Der Töpfermarkt sorgt sonst immer für einen schönen Start

Gelassen blickt der Schifffahrts-Chef auf den Umstand, dass der Dießener Töpfermarkt nicht im Mai, sondern voraussichtlich erst am zweiten Septemberwochenende stattfinden soll. Der Töpfermarkt sorge zwar oft für „einen schönen Start am Ammersee“. Aber er denke, was jetzt im Mai an Fahrgästen fehle, könnte vielleicht im September dazukommen. Die Unsicherheit sei auch bei den Charterfahrten zu spüren. Einige für Juni gebuchte Hochzeiten seien abgesagt worden.
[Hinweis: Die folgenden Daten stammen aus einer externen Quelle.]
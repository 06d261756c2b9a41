use std::fmt;

use chrono::{DateTime, Utc};
use garde::Validate;
use serde::{Deserialize, Serialize};
use strum::{AsRefStr, Display, EnumString};

/// Correlation key shared between a submission and its eventual result.
#[derive(Debug, Clone, PartialEq, Eq, Hash, PartialOrd, Ord, Serialize, Deserialize)]
#[serde(transparent)]
pub struct JobId(String);

impl JobId {
    pub fn new(id: impl Into<String>) -> Self {
        Self(id.into())
    }

    pub fn as_str(&self) -> &str {
        &self.0
    }
}

impl fmt::Display for JobId {
    fn fmt(&self, f: &mut fmt::Formatter<'_>) -> fmt::Result {
        f.write_str(&self.0)
    }
}

impl From<String> for JobId {
    fn from(id: String) -> Self {
        Self(id)
    }
}

impl From<&str> for JobId {
    fn from(id: &str) -> Self {
        Self(id.to_string())
    }
}

/// Kind of external work. Selects the backend, the timeout rule and the
/// normalizer variant.
#[derive(
    Debug, Clone, Copy, PartialEq, Eq, Hash, Serialize, Deserialize, Display, EnumString, AsRefStr,
)]
#[serde(rename_all = "snake_case")]
#[strum(serialize_all = "snake_case")]
pub enum JobKind {
    ImageGeneration,
    VideoGeneration,
    PromptAnalysis,
}

impl JobKind {
    /// Generation jobs produce files on the ComfyUI side; analysis jobs
    /// produce a flat record.
    pub fn is_generation(self) -> bool {
        matches!(self, JobKind::ImageGeneration | JobKind::VideoGeneration)
    }
}

/// Declared cost of a job, used only to derive its deadline.
#[derive(Debug, Clone, Default, PartialEq, Serialize, Deserialize, Validate)]
pub struct CostParameters {
    #[garde(range(min = 1, max = 256))]
    #[serde(default, alias = "batchSize", skip_serializing_if = "Option::is_none")]
    pub batch_size: Option<i64>,

    #[garde(range(min = 1, max = 100_000))]
    #[serde(default, alias = "frameCount", skip_serializing_if = "Option::is_none")]
    pub frame_count: Option<i64>,

    #[garde(range(min = 0.1, max = 240.0))]
    #[serde(default, skip_serializing_if = "Option::is_none")]
    pub fps: Option<f64>,

    /// Unrecognised keys are kept so they can be logged with the job.
    #[garde(skip)]
    #[serde(flatten)]
    pub extra: serde_json::Map<String, serde_json::Value>,
}

impl CostParameters {
    pub fn batch(batch_size: i64) -> Self {
        Self {
            batch_size: Some(batch_size),
            ..Self::default()
        }
    }

    pub fn frames(frame_count: i64, fps: Option<f64>) -> Self {
        Self {
            frame_count: Some(frame_count),
            fps,
            ..Self::default()
        }
    }
}

/// A unit of submitted asynchronous work.
#[derive(Debug, Clone, Serialize, Deserialize)]
pub struct Job {
    pub id: JobId,
    pub label: String,
    pub kind: JobKind,
    pub cost: CostParameters,
    pub submitted_at: DateTime<Utc>,
}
Doch diese Ausfälle seien leichter „verkraftbar“, als wenn der Linienverkehr bis weit in die Saison hinein nicht aufgenommen werden könnte.

2018 war ein Rekordjahr

Die Ammersee-Schifffahrt zieht jedes Jahr Hunderttausende Menschen an. Im bisherigen Rekordjahr der Schifffahrt, 2018, sorgte das oft trockene Wetter laut Grießer für über 300.000 Fahrgäste, ansonsten waren es in den vergangenen Jahren so an die 280.000 bis 290.000. Das Wetter ist oft ein entscheidender Faktor dafür, wie viel auf den Dampfern los ist. Schlecht für das Geschäft ist vor allem, wenn es viel regnet. Bei Wind, Regen und grauen Wolken ist eine Schifffahrt nicht ganz so schön, vor allem aber kann Dauerregen für Hochwasser am Ammersee sorgen. Steht das Wasser deutlich höher als sonst, muss der Schiffsverkehr unterbrochen werden, weil an den Stegen nicht mehr ein- und ausgestiegen werden kann. Das war beispielsweise 2013 zuletzt der Fall, und das wirkte sich entsprechend auf die Bilanz aus.